Por: Corresponsalía Local
Acatlán de Osorio, Pue. – 17 de junio de 2026.
El Origen: La ruptura en el Cabildo
La mecha del conflicto se encendió formalmente el pasado lunes 8 de junio de 2026. Tras una ríspida sesión ordinaria de Cabildo que se extendió por más de cinco horas, la fractura dentro del gobierno de la alcaldesa morenista Guadalupe Lucero Bárcenas se hizo irreversible.
Con una votación aplastante de 8 votos a favor, uno en contra y una abstención, el propio cuerpo edilicio y el Síndico Municipal aprobaron solicitar formalmente al Congreso del Estado de Puebla la revocación de mandato de la presidenta municipal.
La petición fue encabezada originalmente por la regidora de Grupos Vulnerables, Juliana Jiménez. Entre los motivos de los regidores rebeldes para destituir a la alcaldesa destacan:
- Falta de transparencia: Presuntas anomalías financieras y opacidad total en la rendición de cuentas municipales.
- Cobros indebidos: Quejas ciudadanas por cobros excesivos ejecutados por policías de vialidad a transportistas y proveedores en zonas de carga.
- Nepotismo y autoritarismo: Señalamientos de condicionar apoyos y obligar bajo amenazas a empleados municipales a asistir a mítines políticos.
En su defensa, la alcaldesa Lupita Bárcenas contraatacó exhibiendo recibos y acusando a los regidores de buscar revanchas personales. Declaró que el conflicto real obedecía a la negativa de su administración para ceder al supuesto «capricho» de los regidores de aumentarse el sueldo a 50 mil pesos mensuales y autorizar préstamos personales exorbitantes desde la Tesorería Municipal.

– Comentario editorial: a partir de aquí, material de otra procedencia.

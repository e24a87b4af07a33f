//! Generation side of the pipeline: prompt construction, the streaming
//! OpenRouter client, output parsing and the two-attempt review loop.

pub mod client;
pub mod models;
pub mod parse;
pub mod prompts;
pub mod review;

pub use client::{Generator, LlmResponse, OpenRouterClient, SseAccumulator};
pub use models::{merge_usage, Model, Usage};
pub use parse::{parse_generation, GenerationResult};
pub use review::{ClauseRetriever, ReviewOutcome, Reviewer, StaticClauses};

La Destitución del Secretario de Seguridad y la Toma del Palacio
La tensión pasó de los papeles a las calles el 15 de junio. El cuerpo de regidores, operando en bloque mayoritario, aprobó por cuenta propia la destitución inmediata del titular de la Secretaría de Seguridad Pública municipal, el teniente Juan Alberto Domínguez López, y del secretario general del Ayuntamiento. Los ediles acusaron a los funcionarios de abuso de autoridad, intimidación y de operar de manera represiva contra la población civil.

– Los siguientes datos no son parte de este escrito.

//! Configuration management for redliner
//!
//! Stores settings in ~/.config/redliner/config.json. The API key never lives
//! in this file: it comes from the environment or the system keychain.

use crate::error::{ReviewError, Result};
use crate::llm::models::{Model, DEFAULT_TEMPERATURE};
use crate::redline::DiffMarkers;
use keyring::Entry;
use serde::{Deserialize, Serialize};
use std::fs;
use std::io::Write;
use std::path::{Path, PathBuf};
use tracing::warn;

/// Default OpenRouter chat-completions endpoint
pub const DEFAULT_ENDPOINT: &str = "https://openrouter.ai/api/v1/chat/completions";

/// Generation over a full contract takes minutes, not seconds.
pub const DEFAULT_TIMEOUT_SECS: u64 = 300;

const API_KEY_ENV_VARS: &[&str] = &["REDLINER_API_KEY", "OPENROUTER_API_KEY"];

const KEYRING_SERVICE: &str = "redliner";
const KEYRING_USERNAME: &str = "openrouter_api_key";

#[derive(Debug, Clone, PartialEq, Serialize, Deserialize)]
#[serde(default)]
pub struct Config {
    /// Model tier ("balanced", "smart") or a raw provider model id
    pub model: String,
    pub endpoint: String,
    pub request_timeout_secs: u64,
    pub max_output_tokens: u32,
    pub temperature: f32,
    /// Treat an `anchor_start` that occurs more than once as a blocking error
    pub strict_anchors: bool,
    /// Override the strikethrough/underline markup in rendered redlines
    #[serde(skip_serializing_if = "Option::is_none")]
    pub diff_markers: Option<DiffMarkers>,
}

impl Default for Config {
    fn default() -> Self {
        Self {
            model: "balanced".to_string(),
            endpoint: DEFAULT_ENDPOINT.to_string(),
            request_timeout_secs: DEFAULT_TIMEOUT_SECS,
            max_output_tokens: Model::Balanced.max_tokens(),
            temperature: DEFAULT_TEMPERATURE,
            strict_anchors: false,
            diff_markers: None,
        }
    }
}

fn keyring_disabled() -> bool {
    if cfg!(test) {
        return true;
    }
    matches!(
        std::env::var("REDLINER_DISABLE_KEYRING")
            .unwrap_or_default()
            .to_lowercase()
            .as_str(),
        "1" | "true" | "yes"
    )
}

fn keyring_entry() -> std::result::Result<Entry, keyring::Error> {
    Entry::new(KEYRING_SERVICE, KEYRING_USERNAME)
}

fn read_keyring_key() -> std::result::Result<Option<String>, keyring::Error> {
    if keyring_disabled() {
        return Ok(None);
    }
    let entry = keyring_entry()?;
    match entry.get_password() {
        Ok(key) => Ok(Some(key)),
        Err(keyring::Error::NoEntry) => Ok(None),
        Err(err) => Err(err),
    }
}

fn write_keyring_key(key: &str) -> std::result::Result<(), keyring::Error> {
    let entry = keyring_entry()?;
    entry.set_password(key)
}

impl Config {
    /// Get the config directory path
    fn config_dir() -> Option<PathBuf> {
        dirs::config_dir().map(|p| p.join("redliner"))
    }

    /// Get the config file path
    pub fn config_path() -> Option<PathBuf> {
        Self::config_dir().map(|p| p.join("config.json"))
    }

    /// Load config from disk, or return default
    pub fn load() -> Self {
        match Self::config_path() {
            Some(path) => Self::load_from(&path),
            None => Self::default(),
        }
    }

    /// Load from an explicit path. A missing file yields defaults; a corrupt
    /// one is moved aside to `config.json.corrupt` and defaults are used.
    pub fn load_from(path: &Path) -> Self {
        let Ok(content) = fs::read_to_string(path) else {
            return Self::default();
        };
        match serde_json::from_str(&content) {
            Ok(config) => config,
            Err(err) => {
                preserve_corrupt_config(path, &content);
                warn!(
                    path = %path.display(),
                    error = %err,
                    "config file was corrupted; a backup was saved and defaults were loaded"
                );
                Self::default()
            }
        }
    }

    /// Save config to disk
    pub fn save(&self) -> Result<()> {
        let path = Self::config_path()
            .ok_or_else(|| ReviewError::Config("could not determine config directory".to_string()))?;
        self.save_to(&path)
    }

    pub fn save_to(&self, path: &Path) -> Result<()> {
        if let Some(dir) = path.parent() {
            fs::create_dir_all(dir).map_err(|e| {
                ReviewError::Config(format!("failed to create config directory: {}", e))
            })?;

            #[cfg(unix)]
            {
                use std::os::unix::fs::PermissionsExt;
                if let Err(e) = fs::set_permissions(dir, fs::Permissions::from_mode(0o700)) {
                    warn!(error = %e, "failed to set config directory permissions");
                }
            }
        }

        let content = serde_json::to_string_pretty(self)
            .map_err(|e| ReviewError::Config(format!("failed to serialize config: {}", e)))?;

        write_config_atomic(path, &content)
            .map_err(|e| ReviewError::Config(format!("failed to write config: {}", e)))
    }

    /// Get the API key (from environment or keychain)
    pub fn get_api_key(&self) -> Option<String> {
        // Environment variables take precedence
        for var in API_KEY_ENV_VARS {
            if let Ok(key) = std::env::var(var) {
                if !key.trim().is_empty() {
                    return Some(key.trim().to_string());
                }
            }
        }

        match read_keyring_key() {
            Ok(key) => key,
            Err(err) => {
                warn!(
                    error = %err,
                    "failed to read API key from system keychain; set REDLINER_API_KEY as a workaround"
                );
                None
            }
        }
    }

    /// Store the API key in the system keychain and read it back to verify.
    pub fn set_api_key(key: &str) -> Result<()> {
        write_keyring_key(key).map_err(|e| {
            ReviewError::Config(format!(
                "failed to store API key in system keychain: {}. \
                 You can set the REDLINER_API_KEY environment variable instead.",
                e
            ))
        })?;

        match read_keyring_key() {
            Ok(Some(stored)) if stored == key => Ok(()),
            Ok(_) => Err(ReviewError::Config(
                "API key verification failed: key was not persisted to keychain. \
                 You can set the REDLINER_API_KEY environment variable instead."
                    .to_string(),
            )),
            Err(e) => Err(ReviewError::Config(format!(
                "API key verification failed: couldn't read back from keychain ({})",
                e
            ))),
        }
    }

    /// Validate API key format (should start with sk-)
    pub fn validate_api_key_format(key: &str) -> bool {
        key.starts_with("sk-")
    }

    /// Provider model id after resolving tier names.
    pub fn model_id(&self) -> String {
        Model::resolve_id(&self.model)
    }

    /// The endpoint, checked to be an absolute http(s) URL.
    pub fn validated_endpoint(&self) -> Result<String> {
        let parsed = url::Url::parse(self.endpoint.trim()).map_err(|e| {
            ReviewError::Config(format!("invalid endpoint {:?}: {}", self.endpoint, e))
        })?;
        match parsed.scheme() {
            "http" | "https" => Ok(parsed.to_string()),
            other => Err(ReviewError::Config(format!(
                "endpoint must use http or https, not {:?}",
                other
            ))),
        }
    }

    pub fn markers(&self) -> DiffMarkers {
        self.diff_markers.clone().unwrap_or_default()
    }

    /// Get the config file location for display
    pub fn config_location() -> String {
        Self::config_path()
            .map(|p| p.display().to_string())
            .unwrap_or_else(|| "~/.config/redliner/config.json".to_string())
    }
}

/// Interactive prompt to set up the API key
pub fn setup_api_key_interactive() -> anyhow::Result<()> {
    use std::io;

    println!();
    println!("  ┌─────────────────────────────────────────────────────────┐");
    println!("  │  OPENROUTER SETUP                                       │");
    println!("  └─────────────────────────────────────────────────────────┘");
    println!();
    println!("  redliner uses OpenRouter to draft contract edits.");
    println!();
    println!("  1. Get an API key at: https://openrouter.ai/keys");
    println!("  2. Paste it below (saved in your system keychain)");
    println!();
    print!("  API Key: ");
    io::stdout().flush()?;

    let mut key = String::new();
    io::stdin().read_line(&mut key)?;
    let key = key.trim();

    if key.is_empty() {
        return Err(anyhow::anyhow!("No API key provided"));
    }

    if !Config::validate_api_key_format(key) {
        println!();
        println!("  Warning: Key doesn't look like an OpenRouter key (should start with sk-)");
        println!("     Saving anyway...");
    }

    Config::set_api_key(key)?;

    println!();
    println!("  + API key saved to the system keychain");
    println!();
    Ok(())
}

fn preserve_corrupt_config(path: &Path, content: &str) {
    let corrupt_path = path.with_extension("json.corrupt");
    if fs::rename(path, &corrupt_path).is_err() {
        let _ = fs::write(&corrupt_path, content);
    }
}

fn write_config_atomic(path: &Path, content: &str) -> std::io::Result<()> {
    let tmp_path = path.with_extension("tmp");
    let mut options = fs::OpenOptions::new();
    options.write(true).create(true).truncate(true);
    #[cfg(unix)]
    {
        use std::os::unix::fs::OpenOptionsExt;
        options.mode(0o600);
    }

    let mut file = options.open(&tmp_path)?;
    file.write_all(content.as_bytes())?;
    file.sync_all()?;
    drop(file);

    if let Err(err) = fs::rename(&tmp_path, path) {
        let _ = fs::remove_file(&tmp_path);
        return Err(err);
    }
    Ok(())
}

#[cfg(test)]
mod tests {
    use super::*;

    #[test]
    fn test_config_default() {
        let config = Config::default();
        assert_eq!(config.request_timeout_secs, 300);
        assert_eq!(config.max_output_tokens, 16384);
        assert!(!config.strict_anchors);
        assert_eq!(config.model_id(), Model::Balanced.id());
    }

    #[test]
    fn test_missing_file_gives_defaults() {
        let dir = tempfile::tempdir().unwrap();
        let config = Config::load_from(&dir.path().join("config.json"));
        assert_eq!(config, Config::default());
    }

    #[test]
    fn test_save_and_reload() {
        let dir = tempfile::tempdir().unwrap();
        let path = dir.path().join("nested").join("config.json");
        let config = Config {
            model: "smart".to_string(),
            strict_anchors: true,
            diff_markers: Some(DiffMarkers {
                delete_open: "[-".into(),
                delete_close: "-]".into(),
                insert_open: "{+".into(),
                insert_close: "+}".into(),
            }),
            ..Config::default()
        };
        config.save_to(&path).unwrap();
        assert!(!path.with_extension("tmp").exists());
        assert_eq!(Config::load_from(&path), config);

        #[cfg(unix)]
        {
            use std::os::unix::fs::PermissionsExt;
            let mode = fs::metadata(&path).unwrap().permissions().mode();
            assert_eq!(mode & 0o777, 0o600);
        }
    }

    #[test]
    fn test_partial_file_fills_defaults() {
        let dir = tempfile::tempdir().unwrap();
        let path = dir.path().join("config.json");
        fs::write(&path, r#"{"temperature": 0.0}"#).unwrap();
        let config = Config::load_from(&path);
        assert_eq!(config.temperature, 0.0);
        assert_eq!(config.endpoint, DEFAULT_ENDPOINT);
    }

    #[test]
    fn test_corrupt_file_is_preserved() {
        let dir = tempfile::tempdir().unwrap();
        let path = dir.path().join("config.json");
        fs::write(&path, "{not json").unwrap();
        let config = Config::load_from(&path);
        assert_eq!(config, Config::default());
        let backup = dir.path().join("config.json.corrupt");
        assert_eq!(fs::read_to_string(backup).unwrap(), "{not json");
    }

    #[test]
    fn test_endpoint_validation() {
        let mut config = Config::default();
        assert!(config.validated_endpoint().is_ok());
        config.endpoint = "ftp://example.com/v1".to_string();
        assert!(matches!(config.validated_endpoint(), Err(ReviewError::Config(_))));
        config.endpoint = "not a url".to_string();
        assert!(matches!(config.validated_endpoint(), Err(ReviewError::Config(_))));
    }

    #[test]
    fn test_markers_fall_back_to_defaults() {
        assert_eq!(Config::default().markers(), DiffMarkers::default());
    }
}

Simultáneamente, un grupo de pobladores inconformes e inspectores de barrios se unieron a la rebelión civil, instalando un plantón permanente y tomando de manera pacífica las instalaciones de la Presidencia Municipal de Acatlán. Los manifestantes comenzaron a recabar firmas ciudadanas en el zócalo para dar soporte legal al expediente de revocación que se enviará al Poder Legislativo local.
Por su parte, la alcaldesa Bárcenas emitió un videomensaje de urgencia asegurando que la sesión donde destituyeron a sus directores fue totalmente ilegal y carece de validez. Sostuvo que sus secretarios continúan firmes en los cargos y llamó a la ciudadanía a no caer en provocaciones ni desestabilizar la paz social. [1]
El Factor del Crimen Organizado
El conflicto escaló a niveles de seguridad nacional cuando la alcaldesa rompió el silencio para denunciar la supuesta intromisión de factores externos de alta peligrosidad. Bárcenas acusó de manera directa a la célula delictiva conocida como “Los Rojos” —grupo criminal con presencia histórica en los límites de Puebla y Guerrero— de estar detrás de las movilizaciones, de azuzar la inestabilidad civil y reveló haber recibido amenazas de muerte directas para obligarla a dejar la alcaldía.
Gobierno y Congreso llaman a la calma
Ante el riesgo inminente de violencia en la región, la Secretaría de Gobernación del Estado de Puebla (SEGOB) intervino activamente convocando a mesas de negociación. No obstante, el panorama de diálogo es complejo: el subsecretario de Desarrollo Político, Rodolfo Huerta Espinosa, informó que representantes del estado, la Fiscalía y Derechos Humanos esperaron por más de ocho horas a los regidores disidentes, quienes dejaron plantada a la comitiva estatal, endureciendo su postura y condicionando el diálogo a que se realice directamente en la presidencia municipal bajo sus términos.
En tanto, el diputado Pável Gaspar Ramírez, a nombre del Congreso del Estado de Puebla, aclaró que el Poder Legislativo actuará de forma neutral. Confirmó que están a la espera de recibir el expediente formal por parte del Cabildo de Acatlán. Advirtió que la destitución o revocación de mandato no se dará por presiones políticas ni posturas personales de ninguno de los bandos, sino mediante un análisis jurídico estricto basado en pruebas contundentes de desvíos o faltas graves de la alcaldesa. [
Al día de hoy, el Palacio Municipal continúa cercado por civiles, la gobernabilidad pende de un hilo y la Mixteca Baja aguarda la resolución de un conflicto donde el poder municipal se disputa.